On Thu, 2015-06-18 at 19:22 +0200, Andrea Arcangeli wrote: > On Thu, Jun 18, 2015 at 06:19:43PM +0200, Andrea Arcangeli wrote: > > workload. That it can only return non zero is defined by the hardware > > and trivial to enforce in the workload of my testcase. > > Instead of thinking in hardware terms, our colleague David (CC'ed) > suggested we can explain why there is a problem in C terms as well. > > While the compiler would be free to reorder the load/stores if you > wrote the memcmp in C, and it would be free to duplicate a read, it > would never be free to terminate the comparison loop due any equal > result. If there are data races, this is undefined behavior and *all* bets are off (according to the standard). This includes results such as terminating the loop, stopping to do anything, etc. This may seem overly drastic, but it's a useful line to draw because we don't want to have to reason based on details of a compiler's implementation.
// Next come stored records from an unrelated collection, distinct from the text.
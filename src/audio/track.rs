//! In-memory PCM audio buffer.
//!
//! An `AudioTrack` is owned by whichever pipeline stage currently holds it.
//! Stages never mutate a track in place: every transformation returns a new
//! track and the old one is dropped.

use crate::error::{ClipcueError, Result};

/// Interleaved 16-bit PCM audio with its format parameters.
#[derive(Debug, Clone, PartialEq)]
pub struct AudioTrack {
    samples: Vec<i16>,
    sample_rate: u32,
    channels: u16,
}

impl AudioTrack {
    /// Creates a track from interleaved samples.
    ///
    /// The sample count must be a whole number of frames.
    pub fn new(samples: Vec<i16>, sample_rate: u32, channels: u16) -> Result<Self> {
        if sample_rate == 0 {
            return Err(ClipcueError::Audio {
                message: "sample rate must be positive".to_string(),
            });
        }
        if channels == 0 {
            return Err(ClipcueError::Audio {
                message: "channel count must be positive".to_string(),
            });
        }
        if samples.len() % channels as usize != 0 {
            return Err(ClipcueError::Audio {
                message: format!(
                    "{} samples do not form whole frames of {} channel(s)",
                    samples.len(),
                    channels
                ),
            });
        }
        Ok(Self {
            samples,
            sample_rate,
            channels,
        })
    }

    /// Creates a silent track of the given duration.
    pub fn silence(duration_secs: f64, sample_rate: u32, channels: u16) -> Result<Self> {
        if !duration_secs.is_finite() || duration_secs < 0.0 {
            return Err(ClipcueError::Audio {
                message: format!("invalid silence duration {duration_secs}"),
            });
        }
        let frames = (duration_secs * sample_rate as f64).round() as usize;
        Self::new(vec![0i16; frames * channels as usize], sample_rate, channels)
    }

    pub fn samples(&self) -> &[i16] {
        &self.samples
    }

    pub fn sample_rate(&self) -> u32 {
        self.sample_rate
    }

    pub fn channels(&self) -> u16 {
        self.channels
    }

    /// Number of frames (samples per channel).
    pub fn frames(&self) -> usize {
        self.samples.len() / self.channels as usize
    }

    /// Track duration in seconds.
    pub fn duration_secs(&self) -> f64 {
        self.frames() as f64 / self.sample_rate as f64
    }

    /// Returns a new track resized to exactly `target_frames`.
    ///
    /// A longer track is trimmed symmetrically (half from each end); a
    /// shorter one is padded with silence symmetrically. Frame-aligned, so
    /// channel interleaving is preserved.
    pub fn fit_to_frames(&self, target_frames: usize) -> Result<Self> {
        let ch = self.channels as usize;
        let frames = self.frames();

        let samples = if frames > target_frames {
            let excess = frames - target_frames;
            let front = excess / 2;
            let start = front * ch;
            let end = start + target_frames * ch;
            self.samples[start..end].to_vec()
        } else {
            let missing = target_frames - frames;
            let front = missing / 2;
            let back = missing - front;
            let mut out = Vec::with_capacity(target_frames * ch);
            out.extend(std::iter::repeat_n(0i16, front * ch));
            out.extend_from_slice(&self.samples);
            out.extend(std::iter::repeat_n(0i16, back * ch));
            out
        };

        Self::new(samples, self.sample_rate, self.channels)
    }

}
//! Default tuning constants for clipcue.
//!
//! This module provides shared constants used across different configuration
//! types to ensure consistency and eliminate duplication.

/// Default audio sample rate in Hz.
///
/// 24kHz is the common output rate of modern speech synthesizers and is more
/// than enough resolution for energy-based silence analysis.
pub const SAMPLE_RATE: u32 = 24_000;

/// Default silence threshold as normalized RMS (0.0 to 1.0).
///
/// Windows quieter than this are classified as silent. 0.01 sits well below
/// typical synthesized speech levels while staying above encoder noise floors.
pub const SILENCE_THRESHOLD: f32 = 0.01;

/// Default analysis window length in milliseconds for silence scanning.
pub const SILENCE_WINDOW_MS: u32 = 20;

/// Default minimum silence duration in milliseconds.
///
/// Silent runs shorter than this are discarded as brief energy dips, not
/// genuine pauses.
pub const MIN_SILENCE_MS: u32 = 200;

/// Default hard-break threshold in milliseconds.
///
/// A silence at least this long ends the current subtitle phrase. Anything
/// shorter is a soft pause: the on-screen text persists through it.
pub const HARD_BREAK_MS: u32 = 300;

/// Default maximum number of words shown in one phrase.
pub const MAX_PHRASE_WORDS: usize = 6;

/// Default maximum on-screen duration of one phrase, in seconds.
pub const MAX_PHRASE_SECS: f64 = 3.5;

/// Lower edge of the acceptable playback-rate band for time stretching.
///
/// Within the acceptable band the pitch-preserving stretch alone lands the
/// audio on the target duration.
pub const STRETCH_ACCEPTABLE_MIN: f64 = 0.85;

/// Upper edge of the acceptable playback-rate band.
pub const STRETCH_ACCEPTABLE_MAX: f64 = 1.25;

/// Lower edge of the extended playback-rate band.
///
/// Outside the acceptable band but within the extended one, the stretch is
/// clamped to the nearest acceptable edge and the remainder is trimmed or
/// padded with silence.
pub const STRETCH_EXTENDED_MIN: f64 = 0.60;

/// Upper edge of the extended playback-rate band.
pub const STRETCH_EXTENDED_MAX: f64 = 1.60;

/// Tolerance on the reconciled audio duration, in milliseconds.
pub const DURATION_TOLERANCE_MS: u32 = 20;

/// Default number of clip pipelines running concurrently.
///
/// Kept small: the point is overlapping external synthesis and toolkit calls
/// with CPU-bound analysis, not saturating the machine.
pub const POOL_SIZE: usize = 2;

/// Default number of additional attempts for a failed external call.
pub const RETRY_ATTEMPTS: u32 = 2;

/// Default initial backoff before retrying an external call, in milliseconds.
/// Doubles on each subsequent attempt.
pub const RETRY_BACKOFF_MS: u64 = 500;

/// Name of the ffmpeg binary used by the media toolkit.
pub const FFMPEG_PROGRAM: &str = "ffmpeg";

#[cfg(test)]
mod tests {
    use super::*;

    #[test]
    fn stretch_bands_are_nested() {
        assert!(STRETCH_EXTENDED_MIN < STRETCH_ACCEPTABLE_MIN);
        assert!(STRETCH_ACCEPTABLE_MIN < 1.0);
        assert!(1.0 < STRETCH_ACCEPTABLE_MAX);
        assert!(STRETCH_ACCEPTABLE_MAX < STRETCH_EXTENDED_MAX);
    }

    #[test]
    fn hard_break_at_least_min_silence() {
        assert!(HARD_BREAK_MS >= MIN_SILENCE_MS);
    }
}
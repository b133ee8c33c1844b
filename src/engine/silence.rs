//! Silence detection over waveform samples.
//!
//! Scans a track in fixed-size analysis windows, classifying each window by
//! RMS energy against a normalized threshold. Adjacent silent windows
//! coalesce into intervals; intervals shorter than the configured minimum are
//! discarded as brief dips rather than genuine pauses.
//!
//! Detection is a pure function of (samples, parameters): identical input
//! always yields identical intervals.

use crate::audio::AudioTrack;
use crate::defaults;

/// A silent span of the track, in seconds from track start.
#[derive(Debug, Clone, Copy, PartialEq)]
pub struct SilenceInterval {
    pub start_secs: f64,
    pub end_secs: f64,
}

impl SilenceInterval {
    pub fn new(start_secs: f64, end_secs: f64) -> Self {
        Self {
            start_secs,
            end_secs,
        }
    }

    pub fn duration_secs(&self) -> f64 {
        self.end_secs - self.start_secs
    }
}

/// Configuration for the silence detector.
#[derive(Debug, Clone, Copy)]
pub struct SilenceDetectorConfig {
    /// Normalized RMS threshold (0.0 to 1.0); windows strictly below are silent.
    pub threshold: f32,
    /// Analysis window length in milliseconds.
    pub window_ms: u32,
    /// Minimum silence duration in milliseconds; shorter runs are discarded.
    pub min_silence_ms: u32,
}

impl Default for SilenceDetectorConfig {
    fn default() -> Self {
        Self {
            threshold: defaults::SILENCE_THRESHOLD,
            window_ms: defaults::SILENCE_WINDOW_MS,
            min_silence_ms: defaults::MIN_SILENCE_MS,
        }
    }
}

/// Windowed-RMS silence detector.
#[derive(Debug, Clone, Copy, Default)]
pub struct SilenceDetector {
    config: SilenceDetectorConfig,
}

impl SilenceDetector {
    pub fn new(config: SilenceDetectorConfig) -> Self {
        Self { config }
    }

    /// Scans the track and returns ordered, non-overlapping silent intervals.
    pub fn detect(&self, track: &AudioTrack) -> Vec<SilenceInterval> {
        let ch = track.channels() as usize;
        let rate = track.sample_rate() as f64;
        let frames_per_window =
            ((track.sample_rate() as u64 * self.config.window_ms as u64) / 1000).max(1) as usize;
        let min_silence_secs = self.config.min_silence_ms as f64 / 1000.0;

        let mut intervals = Vec::new();
        let mut run_start_frame: Option<usize> = None;
        let mut frame_cursor = 0usize;

        for window in track.samples().chunks(frames_per_window * ch) {
            let window_frames = window.len() / ch;
            let silent = normalized_rms(window) < self.config.threshold;

            match (silent, run_start_frame) {
                (true, None) => run_start_frame = Some(frame_cursor),
                (false, Some(start)) => {
                    intervals.push((start, frame_cursor));
                    run_start_frame = None;
                }
                _ => {}
            }

            frame_cursor += window_frames;
        }
        if let Some(start) = run_start_frame {
            intervals.push((start, frame_cursor));
        }

        intervals
            .into_iter()
            .map(|(start, end)| SilenceInterval::new(start as f64 / rate, end as f64 / rate))
            .filter(|interval| interval.duration_secs() >= min_silence_secs)
            .collect()
    }
}

/// Calculates the normalized Root Mean Square of interleaved samples.
///
/// Returns a value in 0.0 to 1.0, where 0.0 is digital silence and ~0.707 is
/// a full-scale sine wave. Multi-channel windows contribute all channels to
/// the same energy estimate.
pub fn normalized_rms(samples: &[i16]) -> f32 {
    if samples.is_empty() {
        return 0.0;
    }

    let sum_squares: f64 = samples
        .iter()
        .map(|&sample| {
            let normalized = sample as f64 / i16::MAX as f64;
            normalized * normalized
        })
        .sum();

    let mean_square = sum_squares / samples.len() as f64;
    mean_square.sqrt() as f32
}

#[cfg(test)]
mod tests {
    use super::*;

    /// Builds a mono track from (amplitude, duration_secs) segments.
    fn track_from_segments(segments: &[(i16, f64)], sample_rate: u32) -> AudioTrack {
        let mut samples = Vec::new();
        for &(amplitude, secs) in segments {
            let frames = (secs * sample_rate as f64).round() as usize;
            samples.extend(std::iter::repeat_n(amplitude, frames));
        }
        AudioTrack::new(samples, sample_rate, 1).unwrap()
    }

    fn detector(threshold: f32, min_silence_ms: u32) -> SilenceDetector {
        SilenceDetector::new(SilenceDetectorConfig {
            threshold,
            window_ms: 20,
            min_silence_ms,
        })
    }

    #[test]
    fn test_rms_silence_is_zero() {
        assert_eq!(normalized_rms(&vec![0i16; 1000]), 0.0);
    }

    #[test]
    fn test_rms_max_amplitude() {
        let rms = normalized_rms(&vec![i16::MAX; 1000]);
        assert!((rms - 1.0).abs() < 0.001, "RMS should be ~1.0, got {}", rms);
    }

    #[test]
    fn test_rms_empty_samples() {
        assert_eq!(normalized_rms(&[]), 0.0);
    }

    #[test]
    fn test_no_silence_in_loud_track() {
        let track = track_from_segments(&[(6000, 2.0)], 16_000);
        assert!(detector(0.01, 200).detect(&track).is_empty());
    }

    #[test]
    fn test_fully_silent_track_is_one_interval() {
        let track = track_from_segments(&[(0, 1.5)], 16_000);
        let intervals = detector(0.01, 200).detect(&track);
        assert_eq!(intervals.len(), 1);
        assert!((intervals[0].start_secs - 0.0).abs() < 1e-9);
        assert!((intervals[0].end_secs - 1.5).abs() < 1e-9);
    }

    #[test]
    fn test_gap_between_speech_is_detected() {
        let track = track_from_segments(&[(6000, 2.0), (0, 0.6), (6000, 2.4)], 16_000);
        let intervals = detector(0.01, 200).detect(&track);
        assert_eq!(intervals.len(), 1);
        assert!((intervals[0].start_secs - 2.0).abs() < 0.021);
        assert!((intervals[0].end_secs - 2.6).abs() < 0.021);
    }

    #[test]
    fn test_short_dip_is_discarded() {
        // 100ms dip, below a 200ms minimum
        let track = track_from_segments(&[(6000, 1.0), (0, 0.1), (6000, 1.0)], 16_000);
        assert!(detector(0.01, 200).detect(&track).is_empty());
    }

    #[test]
    fn test_multiple_intervals_sorted_non_overlapping() {
        let track = track_from_segments(
            &[(6000, 1.0), (0, 0.3), (6000, 1.0), (0, 0.5), (6000, 0.5)],
            16_000,
        );
        let intervals = detector(0.01, 200).detect(&track);
        assert_eq!(intervals.len(), 2);
        for interval in &intervals {
            assert!(interval.end_secs > interval.start_secs);
        }
        assert!(intervals[0].end_secs <= intervals[1].start_secs);
    }

    #[test]
    fn test_detection_is_deterministic() {
        let track = track_from_segments(&[(6000, 1.0), (0, 0.4), (3000, 1.0)], 16_000);
        let det = detector(0.01, 200);
        assert_eq!(det.detect(&track), det.detect(&track));
    }

    #[test]
    fn test_trailing_silence_reaches_track_end() {
        let track = track_from_segments(&[(6000, 1.0), (0, 0.5)], 16_000);
        let intervals = detector(0.01, 200).detect(&track);
        assert_eq!(intervals.len(), 1);
        assert!((intervals[0].end_secs - 1.5).abs() < 1e-9);
    }

    #[test]
    fn test_threshold_boundary_is_exclusive() {
        // A window exactly at the threshold is not silent.
        let amplitude = (0.01 * i16::MAX as f32) as i16 + 1;
        let track = track_from_segments(&[(amplitude, 1.0)], 16_000);
        assert!(detector(0.01, 200).detect(&track).is_empty());
    }

    #[test]
    fn test_stereo_track_downmixes_energy() {
        // Both channels silent in the middle second
        let rate = 16_000u32;
        let mut samples = Vec::new();
        samples.extend(std::iter::repeat_n(5000i16, rate as usize * 2)); // 1s stereo loud
        samples.extend(std::iter::repeat_n(0i16, rate as usize * 2)); // 1s stereo silent
        samples.extend(std::iter::repeat_n(5000i16, rate as usize * 2)); // 1s stereo loud
        let track = AudioTrack::new(samples, rate, 2).unwrap();

        let intervals = detector(0.01, 200).detect(&track);
        assert_eq!(intervals.len(), 1);
        assert!((intervals[0].start_secs - 1.0).abs() < 0.021);
        assert!((intervals[0].end_secs - 2.0).abs() < 0.021);
    }
}
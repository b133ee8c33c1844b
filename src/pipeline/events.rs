//! Typed progress events emitted by running pipelines.
//!
//! The engine has no UI dependency: pipelines report state transitions over
//! an optional non-blocking channel and any front end (console, web, GUI)
//! renders them as it likes.

use serde::Serialize;

/// Pipeline state for one clip idea.
///
/// Reachable in order; `Failed` is terminal and reachable from any state.
#[derive(Debug, Clone, Copy, PartialEq, Eq, Serialize)]
pub enum ClipStage {
    Pending,
    AudioAdjusted,
    SilenceAnalyzed,
    TimingBuilt,
    Merged,
    Done,
}

impl ClipStage {
    /// Coarse completion percentage for progress bars.
    pub fn percent(&self) -> u8 {
        match self {
            ClipStage::Pending => 0,
            ClipStage::AudioAdjusted => 30,
            ClipStage::SilenceAnalyzed => 50,
            ClipStage::TimingBuilt => 70,
            ClipStage::Merged => 90,
            ClipStage::Done => 100,
        }
    }
}

impl std::fmt::Display for ClipStage {
    fn fmt(&self, f: &mut std::fmt::Formatter<'_>) -> std::fmt::Result {
        let name = match self {
            ClipStage::Pending => "pending",
            ClipStage::AudioAdjusted => "audio adjusted",
            ClipStage::SilenceAnalyzed => "silence analyzed",
            ClipStage::TimingBuilt => "timing built",
            ClipStage::Merged => "merged",
            ClipStage::Done => "done",
        };
        write!(f, "{name}")
    }
}

/// One progress report from a pipeline or the assembler.
#[derive(Debug, Clone, PartialEq, Serialize)]
pub enum ProgressEvent {
    /// An idea's pipeline entered a new stage.
    StageChanged {
        idea_index: usize,
        stage: ClipStage,
        percent: u8,
    },
    /// An idea's pipeline terminated with a failure.
    IdeaFailed { idea_index: usize, reason: String },
    /// A non-fatal observation worth surfacing (e.g. inconclusive silence).
    Diagnostic { idea_index: usize, message: String },
    /// The whole batch finished.
    BatchFinished { succeeded: usize, failed: usize },
}

/// Non-blocking event emitter carried by pipelines.
///
/// Cloneable and cheap; with no sender attached every emit is a no-op. Send
/// errors are ignored: a disconnected or full consumer must never stall the
/// pipeline.
#[derive(Clone, Default)]
pub struct ProgressReporter {
    tx: Option<crossbeam_channel::Sender<ProgressEvent>>,
}

impl ProgressReporter {
    /// Reporter that discards all events.
    pub fn disabled() -> Self {
        Self { tx: None }
    }

    /// Reporter sending events over the given channel.
    pub fn new(tx: crossbeam_channel::Sender<ProgressEvent>) -> Self {
        Self { tx: Some(tx) }
    }

    pub fn stage(&self, idea_index: usize, stage: ClipStage) {
        self.emit(ProgressEvent::StageChanged {
            idea_index,
            stage,
            percent: stage.percent(),
        });
    }

    pub fn failed(&self, idea_index: usize, reason: &str) {
        self.emit(ProgressEvent::IdeaFailed {
            idea_index,
            reason: reason.to_string(),
        });
    }

    pub fn diagnostic(&self, idea_index: usize, message: &str) {
        self.emit(ProgressEvent::Diagnostic {
            idea_index,
            message: message.to_string(),
        });
    }

    pub fn batch_finished(&self, succeeded: usize, failed: usize) {
        self.emit(ProgressEvent::BatchFinished { succeeded, failed });
    }

    fn emit(&self, event: ProgressEvent) {
        if let Some(ref tx) = self.tx {
            let _ = tx.try_send(event);
        }
    }
}
//! clipcue - Subtitle timing and voiceover synchronization for short-form clips
//!
//! Reconciles a synthesized voiceover, a fixed-length video segment, and the
//! script that produced the voiceover into a frame-accurate subtitle timing
//! map, then hands merge and burn-in to an external media toolkit.

// Enforce error handling discipline in non-test code
#![warn(clippy::unwrap_used)]
#![warn(clippy::expect_used)]
#![warn(clippy::let_underscore_must_use)]

pub mod audio;
pub mod cli;
pub mod collab;
pub mod config;
pub mod defaults;
pub mod engine;
pub mod error;
pub mod pipeline;
pub mod subtitle;

// Core engine (analysis stages)
pub use engine::phrases::{Phrase, PhraseSegmenter, PhraseSegmenterConfig, WordHighlight};
pub use engine::reconcile::{DurationReconciler, ReconcilerConfig, StretchPlan};
pub use engine::silence::{SilenceDetector, SilenceDetectorConfig, SilenceInterval};
pub use engine::timing::{TimingMap, TimingMapBuilder};
pub use engine::words::{ScriptToken, WordTimeEstimator};

// Collaborator seams (source → synthesize → toolkit)
pub use collab::idea::{ClipIdea, load_manifest};
pub use collab::synth::{CommandSynthesizer, MockSynthesizer, SpeechSynthesizer};
pub use collab::toolkit::{FfmpegToolkit, MediaToolkit, MockToolkit, VideoRef};

// Pipeline and batch assembly
pub use pipeline::assembler::{Assembler, BatchOutput, ClipFailure};
pub use pipeline::clip::{ClipPipeline, ClipResult};
pub use pipeline::events::{ClipStage, ProgressEvent, ProgressReporter};
pub use pipeline::sidecar::SidecarEntry;

// Audio
pub use audio::AudioTrack;

// Error handling
pub use error::{ClipcueError, Result};

// Config
pub use config::Config;

/// Build version string with optional git commit hash.
///
/// Returns `"0.1.0+abc1234"` when git hash is available, `"0.1.0"` otherwise.
pub fn version_string() -> String {
    let version = env!("CARGO_PKG_VERSION");
    match option_env!("GIT_HASH") {
        Some(hash) if !hash.is_empty() => format!("{}+{}", version, hash),
        _ => version.to_string(),
    }
}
* Torvald Riegel (triegel@redhat.com) wrote: > On Thu, 2015-06-18 at 19:22 +0200, Andrea Arcangeli wrote: > > On Thu, Jun 18, 2015 at 06:19:43PM +0200, Andrea Arcangeli wrote: > > > workload. That it can only return non zero is defined by the hardware > > > and trivial to enforce in the workload of my testcase. > > > > Instead of thinking in hardware terms, our colleague David (CC'ed) > > suggested we can explain why there is a problem in C terms as well. > > > > While the compiler would be free to reorder the load/stores if you > > wrote the memcmp in C, and it would be free to duplicate a read, it > > would never be free to terminate the comparison loop due any equal > > result. > > If there are data races, this is undefined behavior and *all* bets are > off (according to the standard). This includes results such as > terminating the loop, stopping to do anything, etc. > > This may seem overly drastic, but it's a useful line to draw because we > don't want to have to reason based on details of a compiler's > implementation. Yes, I guess what I find interesting about this case is that: a) Having found a difference and then reread it and found it identical you *know* you've hit an 'undefined' case. b) The action taken in that case is an outcome that seems impossible from any memory reordering or pure-rereading of data; so it's more surprising than normal - people are already used to the compiler or the CPU reordering stuff, and having static mismatched data in the block would seem to be a guarantee that 0 could never happen. c) I worry if there's anything where a strcmp could get optimised into a memcmp and then hit this case, but I agree it's difficult to find a situation where it would have been safe anyway. IMHO it would be safer to abort than to return 0, but that's probably an equally controvercial result. Dave > -- Dr. David Alan Gilbert / dgilbert@redhat.com / Manchester, UK
On Thu, Jun 18, 2015 at 07:49:45PM +0200, Torvald Riegel wrote: > On Thu, 2015-06-18 at 19:22 +0200, Andrea Arcangeli wrote: > > On Thu, Jun 18, 2015 at 06:19:43PM +0200, Andrea Arcangeli wrote: > > > workload. That it can only return non zero is defined by the hardware > > > and trivial to enforce in the workload of my testcase. > > > > Instead of thinking in hardware terms, our colleague David (CC'ed) > > suggested we can explain why there is a problem in C terms as well. > > > > While the compiler would be free to reorder the load/stores if you > > wrote the memcmp in C, and it would be free to duplicate a read, it > > would never be free to terminate the comparison loop due any equal > > result. > > If there are data races, this is undefined behavior and *all* bets are > off (according to the standard). This includes results such as > terminating the loop, stopping to do anything, etc. > > This may seem overly drastic, but it's a useful line to draw because we > don't want to have to reason based on details of a compiler's > implementation. My view is more practical, memcmp equality retvals can give false negatives now. So any code using memcmp or bcmp to validate security canary values (canary areas are always checked for equality) could also return false negatives. It sounds unlikely that this will trigger but in practice by now memcmp isn't usable for canary value checks or anything else related to security unless this gets fixed.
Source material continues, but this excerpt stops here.